**INSTRUCTIONS TO FOLLOW:**
Provide the number of lines below that include "onto", without any other words.

**Stored items:**
=== Section Start ===
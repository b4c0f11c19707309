//! Session client configuration and its validating builder.

// self
use crate::{_prelude::*, auth::TokenFieldStrategy, error::ConfigError};

/// Errors raised while constructing or validating a [`SessionConfig`].
#[derive(Clone, Debug, PartialEq, Eq, Serialize, Deserialize, ThisError)]
pub enum SessionConfigError {
	/// Base URL must use HTTP(S).
	#[error("The base URL must use http or https: {url}.")]
	UnsupportedScheme {
		/// URL that failed validation.
		url: String,
	},
	/// Plain HTTP is only accepted for loopback hosts.
	#[error("The base URL must use HTTPS outside loopback hosts: {url}.")]
	InsecureBaseUrl {
		/// URL that failed validation.
		url: String,
	},
	/// Endpoint paths are joined onto the base URL and must be absolute.
	#[error("The {endpoint} path must start with `/`: {path}.")]
	InvalidEndpointPath {
		/// Which endpoint failed validation.
		endpoint: &'static str,
		/// Path that failed validation.
		path: String,
	},
	/// A zero timeout would fail every request immediately.
	#[error("Request timeout must be greater than zero.")]
	ZeroTimeout,
	/// Token extraction needs at least one access-token key.
	#[error("Token field strategy must list at least one access token key.")]
	NoAccessTokenKeys,
	/// Token extraction root must be a JSON pointer.
	#[error("Token field root must be empty or a JSON pointer starting with `/`: {root}.")]
	InvalidTokenRoot {
		/// Root that failed validation.
		root: String,
	},
}

/// Settings shared by the session client, its transport, and the HTTP refresh invoker.
///
/// The struct is serde-friendly so applications can embed it in their own config files; values
/// loaded that way should still pass through [`SessionConfig::validate`].
#[derive(Clone, Debug, PartialEq, Eq, Serialize, Deserialize)]
pub struct SessionConfig {
	/// Backend origin every request path is joined onto.
	pub base_url: Url,
	/// Path of the token refresh endpoint.
	pub refresh_path: String,
	/// Path of the logout endpoint.
	pub logout_path: String,
	/// Per-request timeout enforced by the transport.
	pub request_timeout: Duration,
	/// How minted tokens are located inside JSON responses.
	pub token_fields: TokenFieldStrategy,
}
impl SessionConfig {
	/// Default refresh endpoint path.
	pub const DEFAULT_REFRESH_PATH: &'static str = "/api/v1/auth/refresh";
	/// Default logout endpoint path.
	pub const DEFAULT_LOGOUT_PATH: &'static str = "/api/v1/auth/logout";
	/// Default per-request timeout.
	pub const DEFAULT_TIMEOUT: Duration = Duration::from_secs(30);

	/// Returns a builder seeded with defaults for the provided origin.
	pub fn builder(base_url: Url) -> SessionConfigBuilder {
		SessionConfigBuilder::new(base_url)
	}

	/// Validates a configuration assembled outside the builder.
	pub fn validate(&self) -> Result<(), SessionConfigError> {
		validate_base_url(&self.base_url)?;
		validate_path("refresh", &self.refresh_path)?;
		validate_path("logout", &self.logout_path)?;

		if self.request_timeout.is_zero() {
			return Err(SessionConfigError::ZeroTimeout);
		}
		if self.token_fields.access_keys.iter().all(|key| key.is_empty()) {
			return Err(SessionConfigError::NoAccessTokenKeys);
		}
		if !self.token_fields.root.is_empty() && !self.token_fields.root.starts_with('/') {
			return Err(SessionConfigError::InvalidTokenRoot {
				root: self.token_fields.root.clone(),
			});
		}

		Ok(())
	}

	/// Resolves an endpoint path against the base URL.
	pub fn endpoint(&self, path: &str) -> Result<Url, ConfigError> {
		self.base_url
			.join(path)
			.map_err(|source| ConfigError::InvalidPath { path: path.to_owned(), source })
	}

	/// Absolute URL of the refresh endpoint.
	pub fn refresh_url(&self) -> Result<Url, ConfigError> {
		self.endpoint(&self.refresh_path)
	}

	/// Absolute URL of the logout endpoint.
	pub fn logout_url(&self) -> Result<Url, ConfigError> {
		self.endpoint(&self.logout_path)
	}
}

/// Builder for [`SessionConfig`] values.
#[derive(Debug)]
pub struct SessionConfigBuilder {
	/// Backend origin.
	pub base_url: Url,
	/// Refresh endpoint path.
	pub refresh_path: String,
	/// Logout endpoint path.
	pub logout_path: String,
	/// Per-request timeout.
	pub request_timeout: Duration,
	/// Token extraction strategy.
	pub token_fields: TokenFieldStrategy,
}
impl SessionConfigBuilder {
	/// Creates a new builder seeded with the provided origin.
	pub fn new(base_url: Url) -> Self {
		Self {
			base_url,
			refresh_path: SessionConfig::DEFAULT_REFRESH_PATH.into(),
			logout_path: SessionConfig::DEFAULT_LOGOUT_PATH.into(),
			request_timeout: SessionConfig::DEFAULT_TIMEOUT,
			token_fields: TokenFieldStrategy::default(),
		}
	}

	/// Overrides the refresh endpoint path.
	pub fn refresh_path(mut self, path: impl Into<String>) -> Self {
		self.refresh_path = path.into();

		self
	}

	/// Overrides the logout endpoint path.
	pub fn logout_path(mut self, path: impl Into<String>) -> Self {
		self.logout_path = path.into();

		self
	}

	/// Overrides the per-request timeout.
	pub fn request_timeout(mut self, timeout: Duration) -> Self {
		self.request_timeout = timeout;

		self
	}

	/// Overrides the token extraction strategy.
	pub fn token_fields(mut self, strategy: TokenFieldStrategy) -> Self {
		self.token_fields = strategy;

		self
	}

	/// Consumes the builder and validates the resulting configuration.
	pub fn build(self) -> Result<SessionConfig, SessionConfigError> {
		let config = SessionConfig {
			base_url: self.base_url,
			refresh_path: self.refresh_path,
			logout_path: self.logout_path,
			request_timeout: self.request_timeout,
			token_fields: self.token_fields,
		};

		config.validate()?;

		Ok(config)
	}
}

fn validate_base_url(url: &Url) -> Result<(), SessionConfigError> {
	match url.scheme() {
		"https" => Ok(()),
		"http" if is_loopback(url) => Ok(()),
		"http" => Err(SessionConfigError::InsecureBaseUrl { url: url.to_string() }),
		_ => Err(SessionConfigError::UnsupportedScheme { url: url.to_string() }),
	}
}

fn is_loopback(url: &Url) -> bool {
	match url.host() {
		Some(url::Host::Domain(domain)) => domain.eq_ignore_ascii_case("localhost"),
		Some(url::Host::Ipv4(addr)) => addr.is_loopback(),
		Some(url::Host::Ipv6(addr)) => addr.is_loopback(),
		None => false,
	}
}

fn validate_path(endpoint: &'static str, path: &str) -> Result<(), SessionConfigError> {
	if path.starts_with('/') && !path.starts_with("//") {
		Ok(())
	} else {
		Err(SessionConfigError::InvalidEndpointPath { endpoint, path: path.to_owned() })
	}
}
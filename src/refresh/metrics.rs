// std
use std::sync::atomic::{AtomicU64, Ordering};

/// Thread-safe counters for refresh coordination.
#[derive(Debug, Default)]
pub struct RefreshMetrics {
	attempts: AtomicU64,
	success: AtomicU64,
	failure: AtomicU64,
	queued: AtomicU64,
	replays: AtomicU64,
}
impl RefreshMetrics {
	/// Returns the total number of refresh invocations started.
	pub fn attempts(&self) -> u64 {
		self.attempts.load(Ordering::Relaxed)
	}

	/// Returns the number of refreshes that produced a usable token pair.
	pub fn successes(&self) -> u64 {
		self.success.load(Ordering::Relaxed)
	}

	/// Returns the number of refreshes that ended the session, including short-circuits caused
	/// by a missing refresh token.
	pub fn failures(&self) -> u64 {
		self.failure.load(Ordering::Relaxed)
	}

	/// Returns the number of requests that waited behind an in-flight refresh.
	pub fn queued(&self) -> u64 {
		self.queued.load(Ordering::Relaxed)
	}

	/// Returns the number of requests resubmitted after a successful refresh.
	pub fn replays(&self) -> u64 {
		self.replays.load(Ordering::Relaxed)
	}

	pub(crate) fn record_attempt(&self) {
		self.attempts.fetch_add(1, Ordering::Relaxed);
	}

	pub(crate) fn record_success(&self) {
		self.success.fetch_add(1, Ordering::Relaxed);
	}

	pub(crate) fn record_failure(&self) {
		self.failure.fetch_add(1, Ordering::Relaxed);
	}

	pub(crate) fn record_queued(&self) {
		self.queued.fetch_add(1, Ordering::Relaxed);
	}

	pub(crate) fn record_replays(&self, count: usize) {
		self.replays.fetch_add(count as u64, Ordering::Relaxed);
	}
}
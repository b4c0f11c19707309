//! Transport primitives: replayable request/response values and the HTTP transport contract.
//!
//! The session client never talks to an HTTP stack directly. It hands [`ApiRequest`] values to
//! an [`HttpTransport`] and receives [`ApiResponse`] values back, whatever their status. Status
//! interpretation (success vs. failure, `401` handling) happens above this layer, which keeps
//! custom transports trivial to write and lets tests script responses without sockets.

// std
#[cfg(feature = "reqwest")] use std::ops::Deref;
// crates.io
use http::{
	HeaderMap, HeaderName, HeaderValue, Method, StatusCode,
	header::{AUTHORIZATION, CONTENT_TYPE},
};
use serde::de::DeserializeOwned;
// self
use crate::{_prelude::*, error::TransportError};
#[cfg(feature = "reqwest")] use crate::{config::SessionConfig, error::ConfigError};

/// Boxed future returned by [`HttpTransport::send`].
pub type TransportFuture<'a> =
	Pin<Box<dyn Future<Output = Result<ApiResponse, TransportError>> + 'a + Send>>;

/// Abstraction over HTTP stacks capable of executing a single request.
///
/// Implementations must return every response the backend produces, including `4xx`/`5xx`
/// statuses, and only fail with [`TransportError`] when no response was received at all
/// (connection failures, timeouts, TLS errors). Timeouts are the transport's responsibility.
pub trait HttpTransport
where
	Self: 'static + Send + Sync,
{
	/// Executes the request and resolves with the raw response.
	fn send(&self, request: ApiRequest) -> TransportFuture<'_>;
}

/// Replayable description of an outgoing call.
///
/// Requests are plain owned values so a request rejected with `401` can be resubmitted
/// unchanged apart from its `Authorization` header. Each request carries a one-way "retried"
/// marker; once set, a further authentication failure is reported to the caller instead of
/// triggering another refresh.
#[derive(Clone, Debug)]
pub struct ApiRequest {
	/// HTTP method.
	pub method: Method,
	/// Absolute request URL.
	pub url: Url,
	/// Request headers.
	pub headers: HeaderMap,
	/// Optional request body.
	pub body: Option<Vec<u8>>,
	retried: bool,
}
impl ApiRequest {
	/// Creates a request with no headers or body.
	pub fn new(method: Method, url: Url) -> Self {
		Self { method, url, headers: HeaderMap::new(), body: None, retried: false }
	}

	/// Shorthand for a `GET` request.
	pub fn get(url: Url) -> Self {
		Self::new(Method::GET, url)
	}

	/// Shorthand for a `POST` request.
	pub fn post(url: Url) -> Self {
		Self::new(Method::POST, url)
	}

	/// Sets (replacing) a header.
	pub fn with_header(mut self, name: HeaderName, value: HeaderValue) -> Self {
		self.headers.insert(name, value);

		self
	}

	/// Sets a raw body.
	pub fn with_body(mut self, body: impl Into<Vec<u8>>) -> Self {
		self.body = Some(body.into());

		self
	}

	/// Serializes `payload` as the JSON body and sets the content type.
	pub fn with_json<T>(mut self, payload: &T) -> Result<Self, serde_json::Error>
	where
		T: ?Sized + Serialize,
	{
		self.body = Some(serde_json::to_vec(payload)?);
		self.headers.insert(CONTENT_TYPE, HeaderValue::from_static("application/json"));

		Ok(self)
	}

	/// Current `Authorization` header, if one is attached.
	pub fn authorization(&self) -> Option<&HeaderValue> {
		self.headers.get(AUTHORIZATION)
	}

	/// Whether this request has already been replayed after an authentication failure.
	pub fn is_retried(&self) -> bool {
		self.retried
	}

	/// Sets the retried marker, returning `true` only on the first call.
	pub(crate) fn mark_retried(&mut self) -> bool {
		!std::mem::replace(&mut self.retried, true)
	}
}

/// Response produced by an [`HttpTransport`], regardless of status.
#[derive(Clone, Debug)]
pub struct ApiResponse {
	/// HTTP status code.
	pub status: StatusCode,
	/// Response headers.
	pub headers: HeaderMap,
	/// Fully buffered response body.
	pub body: Vec<u8>,
}
impl ApiResponse {
	/// Creates a response with no headers.
	pub fn new(status: StatusCode, body: impl Into<Vec<u8>>) -> Self {
		Self { status, headers: HeaderMap::new(), body: body.into() }
	}

	/// Sets (replacing) a header.
	pub fn with_header(mut self, name: HeaderName, value: HeaderValue) -> Self {
		self.headers.insert(name, value);

		self
	}

	/// Whether the status is in the `2xx` range.
	pub fn is_success(&self) -> bool {
		self.status.is_success()
	}

	/// Deserializes the body as JSON.
	pub fn json<T>(&self) -> Result<T, serde_json::Error>
	where
		T: DeserializeOwned,
	{
		serde_json::from_slice(&self.body)
	}

	/// Body decoded as UTF-8, replacing invalid sequences.
	pub fn text(&self) -> String {
		String::from_utf8_lossy(&self.body).into_owned()
	}
}

/// Thin wrapper around [`ReqwestClient`] so shared HTTP behavior lives in one place.
#[cfg(feature = "reqwest")]
#[derive(Clone, Debug, Default)]
pub struct ReqwestTransport(pub ReqwestClient);
#[cfg(feature = "reqwest")]
impl ReqwestTransport {
	/// Wraps an existing reqwest [`ReqwestClient`].
	pub fn with_client(client: ReqwestClient) -> Self {
		Self(client)
	}

	/// Builds a client honoring the configured request timeout.
	pub fn from_config(config: &SessionConfig) -> Result<Self, ConfigError> {
		let client = ReqwestClient::builder().timeout(config.request_timeout).build()?;

		Ok(Self(client))
	}
}
#[cfg(feature = "reqwest")]
impl AsRef<ReqwestClient> for ReqwestTransport {
	fn as_ref(&self) -> &ReqwestClient {
		&self.0
	}
}
#[cfg(feature = "reqwest")]
impl Deref for ReqwestTransport {
	type Target = ReqwestClient;

	fn deref(&self) -> &Self::Target {
		&self.0
	}
}
#[cfg(feature = "reqwest")]
impl HttpTransport for ReqwestTransport {
	fn send(&self, request: ApiRequest) -> TransportFuture<'_> {
		Box::pin(async move {
			let ApiRequest { method, url, headers, body, .. } = request;
			let mut builder = self.0.request(method, url).headers(headers);

			if let Some(body) = body {
				builder = builder.body(body);
			}

			let response = builder.send().await?;
			let status = response.status();
			let headers = response.headers().to_owned();
			let body = response.bytes().await?.to_vec();

			Ok(ApiResponse { status, headers, body })
		})
	}
}

#[cfg(test)]
mod tests {
	// self
	use super::*;

	fn url() -> Url {
		Url::parse("https://api.example.com/api/v1/orders").expect("Fixture URL should parse.")
	}

	#[test]
	fn retried_marker_is_one_way() {
		let mut request = ApiRequest::get(url());

		assert!(!request.is_retried());
		assert!(request.mark_retried());
		assert!(request.is_retried());
		assert!(!request.mark_retried());
		assert!(request.clone().is_retried());
	}

	#[test]
	fn json_body_sets_content_type() {
		let request = ApiRequest::post(url())
			.with_json(&serde_json::json!({ "token": "refresh-1" }))
			.expect("JSON payload should serialize.");

		assert_eq!(
			request.headers.get(CONTENT_TYPE),
			Some(&HeaderValue::from_static("application/json"))
		);
		assert_eq!(request.body.as_deref(), Some(br#"{"token":"refresh-1"}"#.as_slice()));
	}

	#[test]
	fn response_helpers_decode_bodies() {
		let response = ApiResponse::new(StatusCode::OK, br#"{"id":7}"#.to_vec());
		let value: serde_json::Value = response.json().expect("Fixture body should parse.");

		assert!(response.is_success());
		assert_eq!(value["id"], 7);
		assert_eq!(response.text(), r#"{"id":7}"#);
		assert!(!ApiResponse::new(StatusCode::UNAUTHORIZED, Vec::new()).is_success());
	}
}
=== Section End ===
**YOUR RESPONSE:**
2